What you return must be the complete listing, unchanged.

- - -

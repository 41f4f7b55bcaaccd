use std::path::Path;
use std::time::Duration;

use parking_lot::Mutex;
use rusqlite::{Connection, OptionalExtension, TransactionBehavior, params};

use super::{KvStore, Versioned, expiry_millis, now_millis};
use crate::domain::error::StoreError;

/// SQLite ストレージ（kv テーブル）
pub struct SqliteStore {
    conn: Mutex<Connection>,
}

impl SqliteStore {
    /// 新規接続（ファイルパス指定）
    pub fn open(path: &Path) -> Result<Self, StoreError> {
        if let Some(parent) = path.parent() {
            std::fs::create_dir_all(parent)
                .map_err(|e| StoreError::unavailable(format!("DBディレクトリ作成に失敗: {e}")))?;
        }
        let conn = Connection::open(path)
            .map_err(|e| StoreError::unavailable(format!("DB接続に失敗: {e}")))?;
        conn.busy_timeout(Duration::from_secs(5))
            .map_err(|e| StoreError::unavailable(format!("busy_timeout 設定失敗: {e}")))?;
        let store = Self {
            conn: Mutex::new(conn),
        };
        store.migrate()?;
        Ok(store)
    }

    /// in-memory DB（テスト用）
    pub fn open_in_memory() -> Result<Self, StoreError> {
        let conn = Connection::open_in_memory()
            .map_err(|e| StoreError::unavailable(format!("in-memory DB作成に失敗: {e}")))?;
        let store = Self {
            conn: Mutex::new(conn),
        };
        store.migrate()?;
        Ok(store)
    }

    /// スキーママイグレーション
    fn migrate(&self) -> Result<(), StoreError> {
        self.conn
            .lock()
            .execute_batch(
                "
                CREATE TABLE IF NOT EXISTS kv (
                    key        TEXT PRIMARY KEY,
                    value      TEXT NOT NULL,
                    version    INTEGER NOT NULL,
                    expires_at INTEGER
                );

                CREATE INDEX IF NOT EXISTS idx_kv_expires
                    ON kv(expires_at);
                ",
            )
            .map_err(|e| StoreError::unavailable(format!("マイグレーション失敗: {e}")))?;
        Ok(())
    }

    fn live_version(conn: &Connection, key: &str, now: i64) -> rusqlite::Result<u64> {
        let version: Option<i64> = conn
            .query_row(
                "SELECT version FROM kv
                 WHERE key = ?1 AND (expires_at IS NULL OR expires_at > ?2)",
                params![key, now],
                |row| row.get(0),
            )
            .optional()?;
        Ok(version.unwrap_or(0) as u64)
    }

    fn upsert(
        conn: &Connection,
        key: &str,
        value: &str,
        version: u64,
        expires_at: Option<i64>,
    ) -> rusqlite::Result<()> {
        conn.execute(
            "INSERT INTO kv (key, value, version, expires_at) VALUES (?1, ?2, ?3, ?4)
             ON CONFLICT(key) DO UPDATE SET
                value = excluded.value,
                version = excluded.version,
                expires_at = excluded.expires_at",
            params![key, value, version as i64, expires_at],
        )?;
        Ok(())
    }
}

impl KvStore for SqliteStore {
    fn get(&self, key: &str) -> Result<Option<Versioned>, StoreError> {
        let conn = self.conn.lock();
        conn.query_row(
            "SELECT value, version FROM kv
             WHERE key = ?1 AND (expires_at IS NULL OR expires_at > ?2)",
            params![key, now_millis()],
            |row| {
                let version: i64 = row.get(1)?;
                Ok(Versioned {
                    value: row.get(0)?,
                    version: version as u64,
                })
            },
        )
        .optional()
        .map_err(|e| StoreError::unavailable(format!("読み取り失敗 [{key}]: {e}")))
    }

    fn set(&self, key: &str, value: &str, ttl: Option<Duration>) -> Result<u64, StoreError> {
        let mut conn = self.conn.lock();
        let tx = conn
            .transaction_with_behavior(TransactionBehavior::Immediate)
            .map_err(|e| StoreError::unavailable(format!("トランザクション開始失敗: {e}")))?;
        let next = Self::live_version(&tx, key, now_millis())
            .map_err(|e| StoreError::unavailable(format!("バージョン取得失敗 [{key}]: {e}")))?
            + 1;
        Self::upsert(&tx, key, value, next, expiry_millis(ttl))
            .map_err(|e| StoreError::unavailable(format!("書き込み失敗 [{key}]: {e}")))?;
        tx.commit()
            .map_err(|e| StoreError::unavailable(format!("コミット失敗 [{key}]: {e}")))?;
        Ok(next)
    }

    fn set_if_version(
        &self,
        key: &str,
        expected: u64,
        value: &str,
        ttl: Option<Duration>,
    ) -> Result<Option<u64>, StoreError> {
        let mut conn = self.conn.lock();
        let tx = conn
            .transaction_with_behavior(TransactionBehavior::Immediate)
            .map_err(|e| StoreError::unavailable(format!("トランザクション開始失敗: {e}")))?;
        let current = Self::live_version(&tx, key, now_millis())
            .map_err(|e| StoreError::unavailable(format!("バージョン取得失敗 [{key}]: {e}")))?;
        if current != expected {
            return Ok(None);
        }
        let next = current + 1;
        Self::upsert(&tx, key, value, next, expiry_millis(ttl))
            .map_err(|e| StoreError::unavailable(format!("条件付き書き込み失敗 [{key}]: {e}")))?;
        tx.commit()
            .map_err(|e| StoreError::unavailable(format!("コミット失敗 [{key}]: {e}")))?;
        Ok(Some(next))
    }

    fn delete(&self, key: &str) -> Result<bool, StoreError> {
        let conn = self.conn.lock();
        let affected = conn
            .execute(
                "DELETE FROM kv WHERE key = ?1 AND (expires_at IS NULL OR expires_at > ?2)",
                params![key, now_millis()],
            )
            .map_err(|e| StoreError::unavailable(format!("削除失敗 [{key}]: {e}")))?;
        Ok(affected > 0)
    }

    fn keys(&self, prefix: &str) -> Result<Vec<String>, StoreError> {
        let conn = self.conn.lock();
        let mut stmt = conn
            .prepare(
                "SELECT key FROM kv
                 WHERE substr(key, 1, length(?1)) = ?1
                   AND (expires_at IS NULL OR expires_at > ?2)
                 ORDER BY key",
            )
            .map_err(|e| StoreError::unavailable(format!("クエリ準備失敗: {e}")))?;
        let keys = stmt
            .query_map(params![prefix, now_millis()], |row| row.get(0))
            .map_err(|e| StoreError::unavailable(format!("クエリ実行失敗: {e}")))?
            .collect::<Result<Vec<String>, _>>()
            .map_err(|e| StoreError::unavailable(format!("行読み取り失敗: {e}")))?;
        Ok(keys)
    }

    fn purge_expired(&self) -> Result<usize, StoreError> {
        let conn = self.conn.lock();
        let affected = conn
            .execute(
                "DELETE FROM kv WHERE expires_at IS NOT NULL AND expires_at <= ?1",
                params![now_millis()],
            )
            .map_err(|e| StoreError::unavailable(format!("期限切れ削除失敗: {e}")))?;
        Ok(affected)
    }
}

- - -

Output for this task →
repository 41f4f7b55bcaaccd
use std::path::Path;
use std::time::Duration;

use parking_lot::Mutex;
use rusqlite::{Connection, OptionalExtension, TransactionBehavior, params};

use super::{KvStore, Versioned, expiry_millis, now_millis};
use crate::domain::error::StoreError;

/// SQLite ストレージ（kv テーブル）
pub struct SqliteStore {
    conn: Mutex<Connection>,
}

impl SqliteStore {
    /// 新規接続（ファイルパス指定）
    pub fn open(path: &Path) -> Result<Self, StoreError> {
        if let Some(parent) = path.parent() {
            std::fs::create_dir_all(parent)
                .map_err(|e| StoreError::unavailable(format!("DBディレクトリ作成に失敗: {e}")))?;
        }
        let conn = Connection::open(path)
            .map_err(|e| StoreError::unavailable(format!("DB接続に失敗: {e}")))?;
        conn.busy_timeout(Duration::from_secs(5))
            .map_err(|e| StoreError::unavailable(format!("busy_timeout 設定失敗: {e}")))?;
        let store = Self {
            conn: Mutex::new(conn),
        };
        store.migrate()?;
        Ok(store)
    }

    /// in-memory DB（テスト用）
    pub fn open_in_memory() -> Result<Self, StoreError> {
        let conn = Connection::open_in_memory()
            .map_err(|e| StoreError::unavailable(format!("in-memory DB作成に失敗: {e}")))?;
        let store = Self {
            conn: Mutex::new(conn),
        };
        store.migrate()?;
        Ok(store)
    }

    /// スキーママイグレーション
    fn migrate(&self) -> Result<(), StoreError> {
        self.conn
            .lock()
            .execute_batch(
                "
                CREATE TABLE IF NOT EXISTS kv (
                    key        TEXT PRIMARY KEY,
                    value      TEXT NOT NULL,
                    version    INTEGER NOT NULL,
                    expires_at INTEGER
                );

                CREATE INDEX IF NOT EXISTS idx_kv_expires
                    ON kv(expires_at);
                ",
            )
            .map_err(|e| StoreError::unavailable(format!("マイグレーション失敗: {e}")))?;
        Ok(())
    }

    fn live_version(conn: &Connection, key: &str, now: i64) -> rusqlite::Result<u64> {
        let version: Option<i64> = conn
            .query_row(
                "SELECT version FROM kv
                 WHERE key = ?1 AND (expires_at IS NULL OR expires_at > ?2)",
                params![key, now],
                |row| row.get(0),
            )
            .optional()?;
        Ok(version.unwrap_or(0) as u64)
    }

    fn upsert(
        conn: &Connection,
        key: &str,
        value: &str,
        version: u64,
        expires_at: Option<i64>,
    ) -> rusqlite::Result<()> {
        conn.execute(
            "INSERT INTO kv (key, value, version, expires_at) VALUES (?1, ?2, ?3, ?4)
             ON CONFLICT(key) DO UPDATE SET
                value = excluded.value,
                version = excluded.version,
                expires_at = excluded.expires_at",
            params![key, value, version as i64, expires_at],
        )?;
        Ok(())
    }
}

impl KvStore for SqliteStore {
    fn get(&self, key: &str) -> Result<Option<Versioned>, StoreError> {
        let conn = self.conn.lock();
        conn.query_row(
            "SELECT value, version FROM kv
             WHERE key = ?1 AND (expires_at IS NULL OR expires_at > ?2)",
            params![key, now_millis()],
            |row| {
                let version: i64 = row.get(1)?;
                Ok(Versioned {
                    value: row.get(0)?,
                    version: version as u64,
                })
            },
        )
        .optional()
        .map_err(|e| StoreError::unavailable(format!("読み取り失敗 [{key}]: {e}")))
    }

    fn set(&self, key: &str, value: &str, ttl: Option<Duration>) -> Result<u64, StoreError> {
        let mut conn = self.conn.lock();
        let tx = conn
            .transaction_with_behavior(TransactionBehavior::Immediate)
            .map_err(|e| StoreError::unavailable(format!("トランザクション開始失敗: {e}")))?;
        let next = Self::live_version(&tx, key, now_millis())
            .map_err(|e| StoreError::unavailable(format!("バージョン取得失敗 [{key}]: {e}")))?
            + 1;
        Self::upsert(&tx, key, value, next, expiry_millis(ttl))
            .map_err(|e| StoreError::unavailable(format!("書き込み失敗 [{key}]: {e}")))?;
        tx.commit()
            .map_err(|e| StoreError::unavailable(format!("コミット失敗 [{key}]: {e}")))?;
        Ok(next)
    }

    fn set_if_version(
        &self,
        key: &str,
        expected: u64,
        value: &str,
        ttl: Option<Duration>,
    ) -> Result<Option<u64>, StoreError> {
        let mut conn = self.conn.lock();
        let tx = conn
            .transaction_with_behavior(TransactionBehavior::Immediate)
            .map_err(|e| StoreError::unavailable(format!("トランザクション開始失敗: {e}")))?;
        let current = Self::live_version(&tx, key, now_millis())
            .map_err(|e| StoreError::unavailable(format!("バージョン取得失敗 [{key}]: {e}")))?;
        if current != expected {
            return Ok(None);
        }
        let next = current + 1;
        Self::upsert(&tx, key, value, next, expiry_millis(ttl))
            .map_err(|e| StoreError::unavailable(format!("条件付き書き込み失敗 [{key}]: {e}")))?;
        tx.commit()
            .map_err(|e| StoreError::unavailable(format!("コミット失敗 [{key}]: {e}")))?;
        Ok(Some(next))
    }

    fn delete(&self, key: &str) -> Result<bool, StoreError> {
        let conn = self.conn.lock();
        let affected = conn
            .execute(
                "DELETE FROM kv WHERE key = ?1 AND (expires_at IS NULL OR expires_at > ?2)",
                params![key, now_millis()],
            )
            .map_err(|e| StoreError::unavailable(format!("削除失敗 [{key}]: {e}")))?;
        Ok(affected > 0)
    }

    fn keys(&self, prefix: &str) -> Result<Vec<String>, StoreError> {
        let conn = self.conn.lock();
        let mut stmt = conn
            .prepare(
                "SELECT key FROM kv
                 WHERE substr(key, 1, length(?1)) = ?1
                   AND (expires_at IS NULL OR expires_at > ?2)
                 ORDER BY key",
            )
            .map_err(|e| StoreError::unavailable(format!("クエリ準備失敗: {e}")))?;
        let keys = stmt
            .query_map(params![prefix, now_millis()], |row| row.get(0))
            .map_err(|e| StoreError::unavailable(format!("クエリ実行失敗: {e}")))?
            .collect::<Result<Vec<String>, _>>()
            .map_err(|e| StoreError::unavailable(format!("行読み取り失敗: {e}")))?;
        Ok(keys)
    }

    fn purge_expired(&self) -> Result<usize, StoreError> {
        let conn = self.conn.lock();
        let affected = conn
            .execute(
                "DELETE FROM kv WHERE expires_at IS NOT NULL AND expires_at <= ?1",
                params![now_millis()],
            )
            .map_err(|e| StoreError::unavailable(format!("期限切れ削除失敗: {e}")))?;
        Ok(affected)
    }
}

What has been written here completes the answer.